Triggerfish get their name from a dorsal spine that is erect and locked into place by a second spine behind it. When this second spine, the “trigger” is depressed, the first spine is released. They don’t use this as a “shooting” mechanism as the name may imply, but rather when frightened it will swim into a crevice or hole and erect these spines, making it virtually impossible to dislodge them. When they rest at night, they will find a safe spot in a nook, position themselves and “lock in,” so you need to provide some sort of shelter to accommodate this behavior.
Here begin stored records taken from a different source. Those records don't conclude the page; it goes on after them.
//! One collection run, shared by `POST /api/v1/collect` and the cron job.
//!
//! Runs are serialized by `AppState::collect_lock`; when a database is
//! configured the run and each source's yield are recorded.

use newsdesk_ingest::CollectionReport;
use sqlx::PgPool;

use crate::api::AppState;

#[derive(Debug)]
pub enum CollectOutcome {
    Completed(CollectionReport),
    /// Another run held the lock; nothing was fetched.
    AlreadyRunning,
}

/// Run one collection unless another is in progress.
///
/// # Errors
///
/// Returns an error if the pool cannot be written or run bookkeeping fails.
/// Source failures are part of the report, not errors.
pub async fn run_collection_job(
    state: &AppState,
    trigger: &'static str,
) -> anyhow::Result<CollectOutcome> {
    let Ok(_guard) = state.collect_lock.try_lock() else {
        tracing::info!(trigger, "collection already running; request skipped");
        return Ok(CollectOutcome::AlreadyRunning);
    };

    tracing::info!(trigger, sources = state.sources.sources.len(), "collection started");
    let report = match &state.db {
        Some(pool) => run_tracked(pool, state, trigger).await?,
        None => collect(state).await?,
    };
    tracing::info!(
        trigger,
        saved = report.articles.len(),
        failed_sources = report.failed_sources(),
        "collection finished"
    );

    Ok(CollectOutcome::Completed(report))
}

async fn collect(state: &AppState) -> Result<CollectionReport, newsdesk_ingest::IngestError> {
    newsdesk_ingest::run_collection(
        &state.http,
        &state.sources.sources,
        state.collect_options,
        state.articles.as_ref(),
    )
    .await
}

async fn run_tracked(
    pool: &PgPool,
    state: &AppState,
    trigger: &'static str,
) -> anyhow::Result<CollectionReport> {
    let run = newsdesk_db::begin_collection_run(pool, trigger).await?;

    let report = match collect(state).await {
        Ok(report) => report,
        Err(e) => {
            fail_run_best_effort(pool, run.id, format!("{e:#}")).await;
            return Err(e.into());
        }
    };

    if let Err(err) = newsdesk_db::record_collection_outcome(pool, run.id, &report).await {
        fail_run_best_effort(pool, run.id, format!("{err:#}")).await;
        return Err(err.into());
    }

    Ok(report)
}

async fn fail_run_best_effort(pool: &PgPool, run_id: i64, message: String) {
    if let Err(mark_err) = newsdesk_db::fail_collection_run(pool, run_id, &message).await {
        tracing::error!(
            run_id,
            error = %mark_err,
            "failed to mark collection run as failed"
        );
    }
}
If you decide to keep one, it should be in a very large (100-gallon-plus) fish-only tank. They eat just about anything that fits into their mouth, including smaller fish, corals, crabs, shrimp, tunicates, cephalopods, brittlestars, sea urchins and algae. Some species of these fish grow to be enormous, sometimes reaching 20 inches even in captivity, so you really need ample space to keep one happy and healthy. You cannot keep any of these species with smaller fish (and fish of the same size). Without a doubt, the triggers will see their tank mates as dinner. Although all triggers will consume algae, to be healthy they must get a regular diet of meaty foods such as chopped up frozen shrimp and clams and live brine shrimp.

Not For Beginners

They require the same water quality of most reef fish. They are hardy, adapt well to aquarium life and can even be added shortly after your tank’s conditioning period. Despite their tolerance and hardiness, these fish are not recommended for beginning saltwater fish hobbyists because the biggest problems with keeping them come from their generally aggressive behavior. These fish are relatively expensive, running about $60 for a medium-sized species, and should be the last to go in a tank because of their territorial behavior. Inexperience and experimentation is not the way to go about learning how to keep them since you can destroy your entire community if you add the wrong species.

Types of Triggerfish

  • Clown. One of the most prized of all triggers to keep is the clown triggerfish, Balistoides conspicillum, native to the Indo-Pacific. It’s bluish-black with large white oval spots, orange lips and a reticulated yellow pattern on its body. This fish can grow to about 20 inches in nature and will grow close to that size if your tank is large enough.
  • Humu-Humu. Also known as Rhinecanthus aculeatus, this is a well-known and popular triggerfish species to keep. It comes from the Indo-Pacific and because of its unusual patterns and coloration is also known as the Picasso triggerfish. Smaller specimens will do well in a community aquarium and tend to be less aggressive overall than their relatives. This fish also requires some algae in its diet. It is aggressive toward those of its kind.
  • Queen. Balistes vetula, from the Caribbean is also more docile than most others in its family. It is generally golden in color with curved blue stripes around its head. As it matures, some of these species will grow long filaments on its fins. It is a hardy species that grows rapidly.
  • Niger. Odonus niger, also called the black triggerfish, grows to be about 16 inches. It is also a rather peaceful species, as triggerfish go, and likes chopped up fresh or frozen fish. These species are peaceful enough that they can be kept in a reef tank or with other fish (they can get along with some tangs and rabbitfish) but only if they’re not too big.